=== Provided material ===

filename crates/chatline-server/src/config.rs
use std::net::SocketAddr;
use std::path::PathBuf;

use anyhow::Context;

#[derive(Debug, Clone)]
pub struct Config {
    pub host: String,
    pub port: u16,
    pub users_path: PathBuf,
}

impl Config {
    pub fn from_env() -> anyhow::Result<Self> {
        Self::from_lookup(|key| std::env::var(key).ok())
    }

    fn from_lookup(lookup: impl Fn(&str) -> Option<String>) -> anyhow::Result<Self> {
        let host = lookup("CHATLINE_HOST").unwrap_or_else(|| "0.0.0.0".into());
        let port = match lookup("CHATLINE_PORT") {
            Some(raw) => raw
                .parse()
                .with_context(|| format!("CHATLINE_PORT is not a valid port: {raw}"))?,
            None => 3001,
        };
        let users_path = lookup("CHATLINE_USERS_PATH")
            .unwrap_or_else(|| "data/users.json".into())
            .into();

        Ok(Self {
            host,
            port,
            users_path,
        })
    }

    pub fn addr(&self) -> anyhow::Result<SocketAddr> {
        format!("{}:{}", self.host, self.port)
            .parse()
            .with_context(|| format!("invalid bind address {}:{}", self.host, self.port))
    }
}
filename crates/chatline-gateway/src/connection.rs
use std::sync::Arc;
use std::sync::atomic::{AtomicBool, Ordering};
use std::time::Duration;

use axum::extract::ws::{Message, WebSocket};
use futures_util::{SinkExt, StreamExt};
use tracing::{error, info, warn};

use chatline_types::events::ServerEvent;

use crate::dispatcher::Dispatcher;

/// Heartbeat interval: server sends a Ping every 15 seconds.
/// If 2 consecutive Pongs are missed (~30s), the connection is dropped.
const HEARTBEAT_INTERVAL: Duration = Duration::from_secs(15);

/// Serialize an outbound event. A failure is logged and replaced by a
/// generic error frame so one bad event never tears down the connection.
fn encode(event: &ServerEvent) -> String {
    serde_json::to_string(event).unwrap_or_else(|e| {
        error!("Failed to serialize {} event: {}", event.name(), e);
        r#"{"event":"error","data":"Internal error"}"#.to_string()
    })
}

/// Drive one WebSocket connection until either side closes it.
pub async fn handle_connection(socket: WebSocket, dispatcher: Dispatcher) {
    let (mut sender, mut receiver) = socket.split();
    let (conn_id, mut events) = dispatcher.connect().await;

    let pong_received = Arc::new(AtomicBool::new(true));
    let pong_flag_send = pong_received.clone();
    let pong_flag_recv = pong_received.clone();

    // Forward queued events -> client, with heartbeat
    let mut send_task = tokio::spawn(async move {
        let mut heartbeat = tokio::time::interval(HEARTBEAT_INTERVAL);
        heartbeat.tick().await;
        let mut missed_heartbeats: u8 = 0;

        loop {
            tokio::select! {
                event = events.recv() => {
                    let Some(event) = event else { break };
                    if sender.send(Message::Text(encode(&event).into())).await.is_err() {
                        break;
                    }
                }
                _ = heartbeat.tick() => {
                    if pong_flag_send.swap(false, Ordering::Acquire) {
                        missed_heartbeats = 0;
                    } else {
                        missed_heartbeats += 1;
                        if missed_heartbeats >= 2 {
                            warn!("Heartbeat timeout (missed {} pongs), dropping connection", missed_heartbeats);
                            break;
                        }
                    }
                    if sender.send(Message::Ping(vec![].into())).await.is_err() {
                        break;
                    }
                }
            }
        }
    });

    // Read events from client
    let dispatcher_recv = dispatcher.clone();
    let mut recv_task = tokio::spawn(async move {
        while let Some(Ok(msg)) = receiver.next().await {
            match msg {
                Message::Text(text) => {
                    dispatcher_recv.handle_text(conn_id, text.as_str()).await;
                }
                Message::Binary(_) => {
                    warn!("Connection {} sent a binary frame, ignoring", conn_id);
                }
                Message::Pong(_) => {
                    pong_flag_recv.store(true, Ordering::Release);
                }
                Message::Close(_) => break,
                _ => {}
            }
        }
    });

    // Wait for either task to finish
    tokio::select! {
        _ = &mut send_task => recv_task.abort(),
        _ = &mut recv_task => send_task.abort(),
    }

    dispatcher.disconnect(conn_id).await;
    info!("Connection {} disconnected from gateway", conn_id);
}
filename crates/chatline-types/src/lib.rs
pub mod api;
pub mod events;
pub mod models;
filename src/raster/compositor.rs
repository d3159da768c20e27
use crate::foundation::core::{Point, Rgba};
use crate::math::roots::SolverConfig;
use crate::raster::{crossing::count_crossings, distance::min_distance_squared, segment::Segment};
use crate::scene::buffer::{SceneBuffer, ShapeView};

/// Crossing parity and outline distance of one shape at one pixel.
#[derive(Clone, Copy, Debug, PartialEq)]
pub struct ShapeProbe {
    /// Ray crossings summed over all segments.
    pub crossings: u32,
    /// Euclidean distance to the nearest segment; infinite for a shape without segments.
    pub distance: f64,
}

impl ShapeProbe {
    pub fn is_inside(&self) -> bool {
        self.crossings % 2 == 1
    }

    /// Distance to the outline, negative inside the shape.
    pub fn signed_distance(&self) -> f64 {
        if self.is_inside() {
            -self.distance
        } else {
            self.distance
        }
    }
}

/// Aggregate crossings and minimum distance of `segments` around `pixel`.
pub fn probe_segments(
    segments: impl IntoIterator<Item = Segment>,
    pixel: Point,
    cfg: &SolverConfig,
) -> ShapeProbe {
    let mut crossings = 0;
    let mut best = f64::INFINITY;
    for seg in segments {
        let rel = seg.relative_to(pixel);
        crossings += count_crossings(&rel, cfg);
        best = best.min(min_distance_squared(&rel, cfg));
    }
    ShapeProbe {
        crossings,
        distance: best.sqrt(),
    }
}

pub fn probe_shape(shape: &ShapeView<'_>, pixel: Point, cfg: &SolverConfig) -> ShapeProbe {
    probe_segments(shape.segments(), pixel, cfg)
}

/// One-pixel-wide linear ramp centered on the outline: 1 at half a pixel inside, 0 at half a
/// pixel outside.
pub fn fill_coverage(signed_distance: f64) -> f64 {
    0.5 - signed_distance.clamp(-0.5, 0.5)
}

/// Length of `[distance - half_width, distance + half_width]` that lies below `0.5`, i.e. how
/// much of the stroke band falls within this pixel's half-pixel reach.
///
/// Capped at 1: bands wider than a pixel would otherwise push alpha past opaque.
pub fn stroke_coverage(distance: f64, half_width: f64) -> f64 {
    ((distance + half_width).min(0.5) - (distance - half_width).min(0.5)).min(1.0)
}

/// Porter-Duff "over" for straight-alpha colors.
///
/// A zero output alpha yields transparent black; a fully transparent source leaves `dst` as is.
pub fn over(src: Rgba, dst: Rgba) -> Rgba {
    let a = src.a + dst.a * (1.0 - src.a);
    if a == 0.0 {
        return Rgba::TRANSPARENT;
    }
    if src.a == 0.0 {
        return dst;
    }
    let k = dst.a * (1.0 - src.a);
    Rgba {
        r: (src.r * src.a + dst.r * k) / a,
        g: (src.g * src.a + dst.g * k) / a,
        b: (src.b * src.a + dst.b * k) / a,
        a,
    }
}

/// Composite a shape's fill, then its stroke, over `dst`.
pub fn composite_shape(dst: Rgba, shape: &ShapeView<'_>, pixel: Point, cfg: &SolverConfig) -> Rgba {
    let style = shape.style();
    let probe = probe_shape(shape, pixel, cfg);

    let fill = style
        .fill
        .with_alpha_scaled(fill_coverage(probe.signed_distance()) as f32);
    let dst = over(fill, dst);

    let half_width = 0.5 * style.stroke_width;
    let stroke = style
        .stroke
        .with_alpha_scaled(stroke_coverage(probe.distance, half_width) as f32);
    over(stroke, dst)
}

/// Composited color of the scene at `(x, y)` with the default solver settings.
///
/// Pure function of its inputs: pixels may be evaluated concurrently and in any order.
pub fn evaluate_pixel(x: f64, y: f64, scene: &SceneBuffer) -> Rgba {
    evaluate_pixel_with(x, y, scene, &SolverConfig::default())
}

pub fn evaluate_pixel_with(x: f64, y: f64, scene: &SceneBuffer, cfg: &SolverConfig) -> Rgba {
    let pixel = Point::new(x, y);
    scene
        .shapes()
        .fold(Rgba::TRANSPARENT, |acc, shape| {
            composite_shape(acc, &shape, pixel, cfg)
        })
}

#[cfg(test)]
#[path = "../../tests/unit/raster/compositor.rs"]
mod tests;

===
=== Provided material ===

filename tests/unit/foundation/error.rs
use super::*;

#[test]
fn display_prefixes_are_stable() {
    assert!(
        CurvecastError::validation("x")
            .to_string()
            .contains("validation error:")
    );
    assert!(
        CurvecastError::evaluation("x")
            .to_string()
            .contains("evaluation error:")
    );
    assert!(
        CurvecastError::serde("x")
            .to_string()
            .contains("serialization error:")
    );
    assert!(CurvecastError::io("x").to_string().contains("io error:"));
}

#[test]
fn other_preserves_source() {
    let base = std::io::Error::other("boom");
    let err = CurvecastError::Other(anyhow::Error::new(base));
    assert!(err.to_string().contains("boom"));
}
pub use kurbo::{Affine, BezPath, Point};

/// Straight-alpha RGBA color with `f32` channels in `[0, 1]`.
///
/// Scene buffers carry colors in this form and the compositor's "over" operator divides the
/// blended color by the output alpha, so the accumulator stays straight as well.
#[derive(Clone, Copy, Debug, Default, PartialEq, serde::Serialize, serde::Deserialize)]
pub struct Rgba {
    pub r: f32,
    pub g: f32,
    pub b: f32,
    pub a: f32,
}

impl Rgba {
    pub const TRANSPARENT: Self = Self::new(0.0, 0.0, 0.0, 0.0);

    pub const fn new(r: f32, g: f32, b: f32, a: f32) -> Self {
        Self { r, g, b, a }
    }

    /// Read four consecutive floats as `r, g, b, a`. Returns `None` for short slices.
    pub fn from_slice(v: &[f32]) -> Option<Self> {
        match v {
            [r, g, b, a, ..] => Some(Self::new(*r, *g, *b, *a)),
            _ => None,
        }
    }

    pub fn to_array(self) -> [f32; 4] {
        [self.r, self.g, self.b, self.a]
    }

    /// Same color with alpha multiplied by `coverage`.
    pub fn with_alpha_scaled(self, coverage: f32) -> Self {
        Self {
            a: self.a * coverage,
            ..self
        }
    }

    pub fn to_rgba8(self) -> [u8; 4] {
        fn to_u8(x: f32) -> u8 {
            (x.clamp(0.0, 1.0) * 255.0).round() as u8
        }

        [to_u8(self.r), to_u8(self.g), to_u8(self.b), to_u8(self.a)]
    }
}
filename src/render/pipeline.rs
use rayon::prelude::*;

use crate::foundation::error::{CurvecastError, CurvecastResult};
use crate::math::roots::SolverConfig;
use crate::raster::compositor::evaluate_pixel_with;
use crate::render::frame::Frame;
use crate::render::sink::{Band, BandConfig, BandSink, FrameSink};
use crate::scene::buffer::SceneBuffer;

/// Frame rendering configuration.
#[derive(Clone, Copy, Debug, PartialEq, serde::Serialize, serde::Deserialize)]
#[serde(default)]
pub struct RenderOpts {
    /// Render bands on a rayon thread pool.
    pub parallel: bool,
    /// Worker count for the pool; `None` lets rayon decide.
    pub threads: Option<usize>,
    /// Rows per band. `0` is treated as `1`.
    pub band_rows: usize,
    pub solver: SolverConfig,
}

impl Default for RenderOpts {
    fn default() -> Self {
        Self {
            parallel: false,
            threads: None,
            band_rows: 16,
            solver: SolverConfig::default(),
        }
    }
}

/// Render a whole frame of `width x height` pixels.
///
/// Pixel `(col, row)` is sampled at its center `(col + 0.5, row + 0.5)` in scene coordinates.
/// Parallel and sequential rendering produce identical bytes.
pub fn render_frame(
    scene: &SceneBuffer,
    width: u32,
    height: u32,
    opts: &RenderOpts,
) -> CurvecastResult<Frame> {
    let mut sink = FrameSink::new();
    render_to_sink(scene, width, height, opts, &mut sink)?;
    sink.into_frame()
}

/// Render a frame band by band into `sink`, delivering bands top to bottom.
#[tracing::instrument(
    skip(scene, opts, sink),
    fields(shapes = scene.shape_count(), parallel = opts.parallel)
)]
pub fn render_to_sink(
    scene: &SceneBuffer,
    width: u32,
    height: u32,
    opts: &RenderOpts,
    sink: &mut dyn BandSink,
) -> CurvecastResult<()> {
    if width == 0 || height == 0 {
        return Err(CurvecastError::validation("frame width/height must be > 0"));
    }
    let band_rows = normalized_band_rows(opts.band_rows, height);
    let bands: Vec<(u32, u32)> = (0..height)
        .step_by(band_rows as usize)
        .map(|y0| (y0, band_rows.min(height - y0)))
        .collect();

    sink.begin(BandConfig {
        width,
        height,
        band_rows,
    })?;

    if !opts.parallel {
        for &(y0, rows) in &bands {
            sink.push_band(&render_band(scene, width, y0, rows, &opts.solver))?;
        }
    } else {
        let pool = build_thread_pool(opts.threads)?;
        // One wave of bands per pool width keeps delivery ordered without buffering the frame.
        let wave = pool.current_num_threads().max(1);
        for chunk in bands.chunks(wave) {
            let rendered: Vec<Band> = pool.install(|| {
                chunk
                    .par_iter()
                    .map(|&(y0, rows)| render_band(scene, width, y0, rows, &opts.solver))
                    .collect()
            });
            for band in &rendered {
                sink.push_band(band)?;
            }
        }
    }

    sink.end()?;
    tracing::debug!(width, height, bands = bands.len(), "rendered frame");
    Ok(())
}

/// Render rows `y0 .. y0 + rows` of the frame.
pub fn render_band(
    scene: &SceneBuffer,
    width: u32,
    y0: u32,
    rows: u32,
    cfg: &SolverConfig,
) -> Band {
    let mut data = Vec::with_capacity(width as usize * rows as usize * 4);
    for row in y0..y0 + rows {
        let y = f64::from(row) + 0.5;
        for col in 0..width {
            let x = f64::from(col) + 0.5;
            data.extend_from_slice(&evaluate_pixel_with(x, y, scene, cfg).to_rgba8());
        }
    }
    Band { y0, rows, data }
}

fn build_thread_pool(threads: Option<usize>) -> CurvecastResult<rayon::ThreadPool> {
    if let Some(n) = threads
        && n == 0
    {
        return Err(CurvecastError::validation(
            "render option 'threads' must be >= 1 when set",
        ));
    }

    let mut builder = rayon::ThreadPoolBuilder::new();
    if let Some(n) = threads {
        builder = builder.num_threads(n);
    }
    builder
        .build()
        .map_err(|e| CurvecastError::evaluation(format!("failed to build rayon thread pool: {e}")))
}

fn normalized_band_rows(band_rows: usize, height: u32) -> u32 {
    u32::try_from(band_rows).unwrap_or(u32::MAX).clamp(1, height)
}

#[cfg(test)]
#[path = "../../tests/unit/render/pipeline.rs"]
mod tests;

===

Number of lines containing the word "ServerEvent" in the material above: report this figure and nothing more.

2